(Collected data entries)
▬▬▬▬▬▬▬▬▬▬

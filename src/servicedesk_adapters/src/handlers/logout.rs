use servicedesk_application::LogoutUseCase;
use servicedesk_core::{AuthResponseBuilder, AuthResponseHelpers};

use crate::{config::paths, handlers::HandlerError, session::AuthenticatedSession, state::AppState};

/// Revokes the session token and clears the cookie.
pub async fn handle_logout<B>(
    state: &AppState,
    session: AuthenticatedSession,
    builder: B,
) -> Result<B::Response, HandlerError>
where
    B: AuthResponseBuilder,
{
    sign_out(state, session).await?;
    Ok(builder
        .cookie(&state.sessions.removal_cookie().to_string())
        .see_other(paths::HOME, None))
}

pub(crate) async fn sign_out(
    state: &AppState,
    session: AuthenticatedSession,
) -> Result<(), HandlerError> {
    LogoutUseCase::new(&*state.banned_token_store)
        .execute(session.token)
        .await?;
    Ok(())
}
use secrecy::Secret;
use servicedesk_core::{Clock, LockoutPolicy, SignInResult, UserStore, Username};

use crate::error::AccountError;

/// Login use case - password sign-in with failed-attempt lockout.
pub struct LoginUseCase<'a, U, C>
where
    U: UserStore + ?Sized,
    C: Clock + ?Sized,
{
    user_store: &'a U,
    clock: &'a C,
    lockout: &'a LockoutPolicy,
}

impl<'a, U, C> LoginUseCase<'a, U, C>
where
    U: UserStore + ?Sized,
    C: Clock + ?Sized,
{
    pub fn new(user_store: &'a U, clock: &'a C, lockout: &'a LockoutPolicy) -> Self {
        Self {
            user_store,
            clock,
            lockout,
        }
    }

    /// Locked accounts are rejected without checking the password. Failed
    /// attempts are counted by the store against the stored row, so racing
    /// sign-ins cannot lose an increment.
    #[tracing::instrument(name = "LoginUseCase::execute", skip(self, password))]
    pub async fn execute(
        &self,
        username: &str,
        password: &Secret<String>,
    ) -> Result<SignInResult, AccountError> {
        let Ok(username) = Username::parse(username) else {
            return Ok(SignInResult::Failed);
        };
        let Some(user) = self.user_store.find_by_username(&username).await? else {
            return Ok(SignInResult::Failed);
        };

        let now = self.clock.now();
        if user.is_locked_out(now) {
            tracing::warn!(user_id = %user.id(), "Sign-in attempt on locked account");
            return Ok(SignInResult::LockedOut);
        }

        if self.user_store.check_password(user.id(), password).await? {
            if user.access_failed_count() > 0 || user.lockout_end().is_some() {
                self.user_store.reset_access_failed(user.id()).await?;
            }
            return Ok(SignInResult::Succeeded(*user.id()));
        }

        if !user.lockout_enabled() {
            return Ok(SignInResult::Failed);
        }
        let locked = self
            .user_store
            .record_failed_access(user.id(), self.lockout, now)
            .await?;
        if locked {
            tracing::warn!(user_id = %user.id(), "Account locked out");
            Ok(SignInResult::LockedOut)
        } else {
            Ok(SignInResult::Failed)
        }
    }
}
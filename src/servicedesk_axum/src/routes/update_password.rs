use axum::{Json, extract::State, response::Response};
use servicedesk_adapters::{
    AppState,
    handlers::{self, UpdatePasswordRequest},
};

use crate::{adapters::response_builder, error::ApiError, extractors::CurrentUser};

#[tracing::instrument(name = "Update password", skip_all, fields(user_id = %user.user_id))]
pub async fn update_password(
    State(state): State<AppState>,
    user: CurrentUser,
    Json(request): Json<UpdatePasswordRequest>,
) -> Result<Response, ApiError> {
    Ok(handlers::handle_update_password(&state, user.session, request, response_builder()).await?)
}
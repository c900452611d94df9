//! Adapters for the servicedesk account workflow: persistence, email, payment
//! gateway, sessions, configuration and the framework-agnostic handlers.

pub mod config;
pub mod email;
pub mod handlers;
pub mod links;
pub mod payment;
pub mod persistence;
pub mod session;
pub mod state;

pub use email::{MockEmailSender, PostmarkEmailClient};
pub use links::BaseUrlLinkGenerator;
pub use payment::IyzicoPaymentGateway;
pub use session::{AuthenticatedSession, Claims, JwtSessionManager, SessionConfig, SessionError};
pub use state::AppState;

▬▬▬▬▬▬▬▬▬▬

### ASSIGNMENT
Copy out, from the data above, each line where the string "HandlerError" is present.

### RESPONSE TO THIS EXERCISE
use crate::{config::paths, handlers::HandlerError, session::AuthenticatedSession, state::AppState};
) -> Result<B::Response, HandlerError>
) -> Result<(), HandlerError> {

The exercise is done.